A sharp increase in phishing attacks sees criminals target financial organisations, according to a report released today.
The intelligence report, from MessageLabs, found that 54 percent of malicious emails intercepted in September were phishing attacks - a 24 percent increase since August when only 30 percent were emails of this nature.
The research shows the focus of targeted attacks has shifted to banking organisations without two-stage authentication security measures. The independent approach, used by many financial organisations, has contributed to the rise in phishing directed against those without such technology.
The growth of social networking sites including MySpace has also added to the number of attacks where criminals mop up the personal data available to target their emails. Furthermore phishing has become localised with the use of complex alphabets such as Hebrew, which penetrates the less sophisticated filtering mechanisms.

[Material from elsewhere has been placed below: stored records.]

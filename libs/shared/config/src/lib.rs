use std::env;
use tracing::warn;

#[derive(Debug, Clone)]
pub struct AppConfig {
    pub supabase_url: String,
    pub supabase_anon_key: String,
    pub supabase_jwt_secret: String,
    pub openai_api_key: String,
    pub openai_base_url: String,
    pub openai_model: String,
}

impl AppConfig {
    pub fn from_env() -> Self {
        let config = Self {
            supabase_url: env::var("SUPABASE_URL")
                .unwrap_or_else(|_| {
                    warn!("SUPABASE_URL not set, using empty value");
                    String::new()
                }),
            supabase_anon_key: env::var("SUPABASE_ANON_PUBLIC_KEY")
                .unwrap_or_else(|_| {
                    warn!("SUPABASE_ANON_PUBLIC_KEY not set, using empty value");
                    String::new()
                }),
            supabase_jwt_secret: env::var("SUPABASE_JWT_SECRET")
                .unwrap_or_else(|_| {
                    warn!("SUPABASE_JWT_SECRET not set, using empty value");
                    String::new()
                }),
            openai_api_key: env::var("OPENAI_API_KEY")
                .unwrap_or_else(|_| {
                    warn!("OPENAI_API_KEY not set, symptom triage will run degraded");
                    String::new()
                }),
            openai_base_url: env::var("OPENAI_BASE_URL")
                .unwrap_or_else(|_| "https://api.openai.com/v1".to_string()),
            openai_model: env::var("OPENAI_MODEL")
                .unwrap_or_else(|_| "gpt-4o-mini".to_string()),
        };

        if !config.is_configured() {
            warn!("Application not fully configured - missing environment variables");
        }

        config
    }

    pub fn is_configured(&self) -> bool {
        !self.supabase_url.is_empty()
            && !self.supabase_anon_key.is_empty()
            && !self.supabase_jwt_secret.is_empty()
    }

    pub fn is_triage_configured(&self) -> bool {
        !self.openai_api_key.is_empty() && !self.openai_base_url.is_empty()
    }
}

Mark Sunner, CTO of MessageLabs, said the report highlights the contamination of email traffic making business communications unworkable in the absence of next generation filtering.
"This continuing escalation in phishing attacks and the augmented focus on banks who have not adopted new security technology shows the end user is increasingly exposed to complex and well engineered attacks," he said. "The information available on sites such as MySpace is playing into the criminals hands. These websites are naïve to the threat out there at the moment and have a duty of care to do more to protect their users."
The research also found malicious users are adopting "geek spam" techniques to dupe traditional IT security. Sixty-four percent of emails processed by MessageLabs in September was spam, which increasingly targets technology workers using email buzzwords to trick recipients into thinking it's a relevant document. The hidden words pollute the Bayesian filters and pass through traditional anti-spam software.
The September/Q3 MessageLabs Intelligence Report is a worldwide study.